エコロジカルで高効率、排出されるエネルギーの再利用性も高く、エネルギーの未来が詰まった燃料電池。中でも、あまり知られていない産業用燃料電池は、既に十分な運用実績もある上に、今後の応用が期待できるポテンシャルも備えている。
燃料電池といえば、筆者が得意なコンシューマ・エレクトロニクスの世界では、PC用の充電池の代わりとして小型のユニットを取り付け、ノートPCの稼働時間を延ばすといった方向で研究が進んでいることは知られていた。東芝がメタノールで発電するDynario(ディナリオ)という製品を2009年に市場投入したが、本体サイズ、本体コスト、燃料カートリッジの入手インフラなどの問題が解決せず、普及には至らなかった過去がある。
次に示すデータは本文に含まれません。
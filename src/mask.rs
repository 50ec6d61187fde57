// Copyright 2024 the Cropmask Authors
// SPDX-License-Identifier: Apache-2.0 OR MIT

//! Generation of mask outlines.
//!
//! Every [`ShapeKind`] is turned into a closed [`BezPath`] inside a
//! bounding [`Rect`]. Shapes given in normalized coordinates are mapped
//! with [`Rect::point_at`], so `(0, 0)` is the origin of the bounds and
//! `(1, 1)` the opposite corner.

use core::f64::consts::PI;

use alloc::vec::Vec;

use crate::{Arc, BezPath, Ellipse, PathEl, Point, Rect, RoundedRect, Shape, ShapeKind};

#[cfg(not(feature = "std"))]
use crate::common::FloatFuncs;

/// The default accuracy used when approximating arcs with cubic Béziers.
pub const DEFAULT_TOLERANCE: f64 = 0.1;

const DIAMOND: [Point; 4] = [
    Point::new(0.5, 0.0),
    Point::new(1.0, 0.5),
    Point::new(0.5, 1.0),
    Point::new(0.0, 0.5),
];

/// Generate the outline of `shape` inside `bounds`, approximating arcs to
/// within [`DEFAULT_TOLERANCE`].
///
/// Generation never fails: degenerate shapes produce an empty path.
/// Rectangles, ellipses and rounded rectangles use [`Rect::abs`] of
/// `bounds`, so their outlines do not depend on which corner comes first.
///
/// # Examples
///
/// ```
/// use cropmask::{generate_path, Point, Rect, ShapeKind};
///
/// let path = generate_path(&ShapeKind::Diamond, Rect::new(0.0, 0.0, 100.0, 50.0));
/// let points: Vec<Point> = path.points().collect();
/// assert_eq!(
///     points,
///     [(50.0, 0.0), (100.0, 25.0), (50.0, 50.0), (0.0, 25.0)].map(Point::from)
/// );
/// assert!(path.is_closed());
/// ```
pub fn generate_path(shape: &ShapeKind, bounds: Rect) -> BezPath {
    generate_path_with_tolerance(shape, bounds, DEFAULT_TOLERANCE)
}

/// Generate the outline of `shape` inside `bounds`, approximating arcs to
/// within `tolerance`.
///
/// A `tolerance` that is not positive and finite is replaced by
/// [`DEFAULT_TOLERANCE`]. Very small tolerances are limited by
/// [`MAX_ARC_SUBDIVISIONS`](crate::MAX_ARC_SUBDIVISIONS).
pub fn generate_path_with_tolerance(shape: &ShapeKind, bounds: Rect, tolerance: f64) -> BezPath {
    let tolerance = if tolerance > 0.0 && tolerance.is_finite() {
        tolerance
    } else {
        log::debug!("tolerance {tolerance} replaced by {DEFAULT_TOLERANCE}");
        DEFAULT_TOLERANCE
    };
    match shape {
        ShapeKind::Rectangle | ShapeKind::Square => bounds.abs().to_path(tolerance),
        ShapeKind::Ellipse | ShapeKind::Circle => Ellipse::from_rect(bounds).to_path(tolerance),
        ShapeKind::RoundedRect { radius_ratio } => {
            rounded_rect(bounds, *radius_ratio).to_path(tolerance)
        }
        ShapeKind::Diamond => polyline(bounds, &DIAMOND),
        ShapeKind::Heart => heart(bounds, tolerance),
        ShapeKind::Polygon {
            sides,
            rotation_degrees,
        } => {
            if *sides < 3 {
                log::debug!("polygon with {sides} sides has no outline");
                return BezPath::new();
            }
            polyline(bounds, &polygon_points(*sides, *rotation_degrees))
        }
        ShapeKind::ArbitraryPath { points } => polyline(bounds, points),
    }
}

fn rounded_rect(bounds: Rect, radius_ratio: f64) -> RoundedRect {
    let size = bounds.abs().size();
    RoundedRect::from_rect(bounds, radius_ratio * size.min_side())
}

/// The vertices of a regular polygon in normalized coordinates.
///
/// There are `sides + 1` of them: the first vertex is repeated at the end.
fn polygon_points(sides: u32, rotation_degrees: f64) -> Vec<Point> {
    let step = 2.0 * PI / f64::from(sides);
    let offset = (90.0 + rotation_degrees).to_radians();
    (0..=sides)
        .map(|i| {
            let angle = step * f64::from(i) - offset;
            Point::new(0.5 + 0.5 * angle.cos(), 0.5 + 0.5 * angle.sin())
        })
        .collect()
}

/// A closed polyline through normalized points.
fn polyline(bounds: Rect, points: &[Point]) -> BezPath {
    let Some((first, rest)) = points.split_first().filter(|_| points.len() >= 3) else {
        log::debug!("{} points are too few for a mask outline", points.len());
        return BezPath::new();
    };
    let mut path = BezPath::new();
    path.move_to(bounds.point_at(*first));
    for pt in rest {
        path.line_to(bounds.point_at(*pt));
    }
    path.close_path();
    path
}

/// Two circular lobes meeting at a dip, with a point at the bottom.
fn heart(bounds: Rect, tolerance: f64) -> BezPath {
    let radius = (0.4 * bounds.width()).hypot(0.3 * bounds.height()) * 0.5;
    let left = Arc::circular(
        bounds.point_at(Point::new(0.3, 0.35)),
        radius,
        135f64.to_radians(),
        PI,
    );
    let right = Arc::circular(
        bounds.point_at(Point::new(0.7, 0.35)),
        radius,
        225f64.to_radians(),
        PI,
    );

    let mut path = BezPath::new();
    path.extend(left.path_elements(tolerance));
    path.line_to(bounds.point_at(Point::new(0.5, 0.2)));
    path.line_to(right.start_point());
    path.extend(right.append_iter(tolerance));
    path.line_to(bounds.point_at(Point::new(0.5, 0.95)));
    path.close_path();
    path
}

/// A [`ShapeKind`] placed in its bounds, usable as a [`Shape`].
///
/// Area, winding and bounding box are exact for the rectangle, ellipse and
/// rounded rectangle kinds, and computed from the generated outline
/// otherwise.
///
/// # Examples
///
/// ```
/// use cropmask::{MaskShape, Point, Rect, Shape, ShapeKind};
///
/// let circle = MaskShape::new(ShapeKind::Circle, Rect::new(0.0, 0.0, 20.0, 20.0));
/// assert!(circle.contains(Point::new(10.0, 10.0)));
/// assert!(!circle.contains(Point::new(1.0, 1.0)));
/// ```
#[derive(Clone, Debug, PartialEq)]
#[cfg_attr(feature = "schemars", derive(schemars::JsonSchema))]
#[cfg_attr(feature = "serde", derive(serde::Serialize, serde::Deserialize))]
pub struct MaskShape {
    /// The outline kind.
    pub kind: ShapeKind,
    /// The rectangle the outline is drawn in.
    pub bounds: Rect,
}

impl MaskShape {
    /// Place `kind` in `bounds`.
    #[inline]
    pub fn new(kind: ShapeKind, bounds: Rect) -> MaskShape {
        MaskShape { kind, bounds }
    }

    fn outline(&self) -> BezPath {
        generate_path(&self.kind, self.bounds)
    }
}

impl Shape for MaskShape {
    type PathElementsIter<'iter> = alloc::vec::IntoIter<PathEl>;

    fn path_elements(&self, tolerance: f64) -> Self::PathElementsIter<'_> {
        generate_path_with_tolerance(&self.kind, self.bounds, tolerance).into_iter()
    }

    fn to_path(&self, tolerance: f64) -> BezPath {
        generate_path_with_tolerance(&self.kind, self.bounds, tolerance)
    }

    fn area(&self) -> f64 {
        match &self.kind {
            ShapeKind::Rectangle | ShapeKind::Square => self.bounds.abs().area(),
            ShapeKind::Ellipse | ShapeKind::Circle => Ellipse::from_rect(self.bounds).area(),
            ShapeKind::RoundedRect { radius_ratio } => {
                rounded_rect(self.bounds, *radius_ratio).area()
            }
            _ => self.outline().area(),
        }
    }

    fn winding(&self, pt: Point) -> i32 {
        match &self.kind {
            ShapeKind::Rectangle | ShapeKind::Square => self.bounds.abs().winding(pt),
            ShapeKind::Ellipse | ShapeKind::Circle => Ellipse::from_rect(self.bounds).winding(pt),
            ShapeKind::RoundedRect { radius_ratio } => {
                rounded_rect(self.bounds, *radius_ratio).winding(pt)
            }
            _ => self.outline().winding(pt),
        }
    }

    fn bounding_box(&self) -> Rect {
        match &self.kind {
            ShapeKind::Rectangle
            | ShapeKind::Square
            | ShapeKind::Ellipse
            | ShapeKind::Circle
            | ShapeKind::RoundedRect { .. } => self.bounds.abs(),
            _ => self.outline().bounding_box(),
        }
    }

    fn as_rect(&self) -> Option<Rect> {
        match self.kind {
            ShapeKind::Rectangle | ShapeKind::Square => Some(self.bounds.abs()),
            ShapeKind::RoundedRect { radius_ratio } if radius_ratio <= 0.0 => {
                Some(self.bounds.abs())
            }
            _ => None,
        }
    }
}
一方家庭用燃料電池としては、2009年ごろから東京ガスを始めとするガス会社が、「エネファーム」という名称で積極的に事業を展開していた。初期導入金額が350万円程度、経済産業省が実施する補助金を入れても個人負担が200万円程度と、安くはない商品だ。それでも富裕層を中心に戸建て住宅では導入が進んでいった。
しかし、原発事故による計画停電で、その弱点が明らかになった。なんと外部電源供給が絶たれると、ガスが供給されていて発電できる状態にあるにもかかわらず、自立運転できなくなってしまうのだ。安くない商品を発電機として導入しておきながら、停電時に発電できないというのでは、目も当てられない。そのため、エネファームにわざわざ外部電源としてバッテリーを接続するという、付け焼き刃的な対策がなされている。
一方、世界に目を向けると、燃料電池は産業用としてかなり大きな市場がある。特に都市ガスのインフラが整備されている先進国では、ガスそのものが安いこともあり、コスト面でも環境面でも注目されている。
今回は、日本で唯一産業用燃料電池を作っているメーカー、富士電機に取材をさせていただいた。日本の産業用燃料電池の実力が、いまどこまで来ているのかを探ってみたい。
燃料電池と聞くと、字面的には蓄電する電池のようなイメージがある。しかし、燃料電池に蓄電する機能はない。電気を発生させる装置という意味で「電池」なのである。実際には燃料を投入し続けることで、連続的に発電する、発電機と見なすことができる。
高校の教室に、電気を加えることで水を電気分解して純水素と純酸素を取り出す実験器具が置いてあったりするが、ごく単純にいうと燃料電池はあれの逆を行うものと考えてよいだろう。燃料としてのガスから触媒を使って水素を取り出し、空気中の酸素と結合させて水にする過程で、電気を取り出すわけである。
現在実用化されている燃料電池は、固体高分子形(PEFC)、りん酸形(PAFC)、溶融炭酸塩形(MCFC)の3タイプがある。発電規模は、PEFCが最も小さく、PAFC、MCFCの順番で大きくなる。
そこに2011年ごろから固体酸化物形(SOFC)という方式が実用化され、従来はPEFCを用いていたエネファームの普及が急速に進んでいる状況だ。
世界で産業用燃料電池を製造している企業のうち、老舗といえるのは米国のUTC Powerだ。400kWのPAFCの他、PEFCも手がけている。スペースシャトルの電源として長い歴史があり、純水素と純酸素を燃料に発電し、副産物として生成される水を飲料水として用いるシステムを提供していた。
日本におけるPAFCのトップランナーは富士電機で、近年、耐久性と商品性を大幅に強化してきている。
MCFCは米国のFuelCell Energyが開発しているが、2011年に韓国のポスコパワーがこの技術のライセンスを受けて、産業用燃料電池事業に参入した。
SOFCは新しい方式だが、米国のベンチャーBloom Energyが急速に力を付け、さまざまな発電規模の製品をそろえて市場参入した。ただ、最近は燃料電池を販売するというよりも、Bloom Energy自体が顧客の敷地内に発電施設を設置・運用する発電事業に力を入れており、既にウォルマート、コカコーラ、オフィス用品世界最大手のステイプルズといった大企業と契約を結んでいる。といった大企業と契約を結んでいる。
さて、国内唯一の産業用燃料電池メーカー富士電機は、創業が大正12年と大変歴史のある会社だ。実は富士というのは当て字で、「ふ」は古河電気工業の「ふ」、「じ」はドイツ・シーメンスの「し」で、両社の資本・技術提携により誕生した。設立当初から電動機、変圧器製造といった電気事業製品を手掛ける、電気のプロとして事業を開始した。のちにここから電話部を独立させ、「富士通信機製造株式会社」を設立させたが、これが現在の富士通である。創業の地は現在の川崎工場で、今回の取材もここにお邪魔している。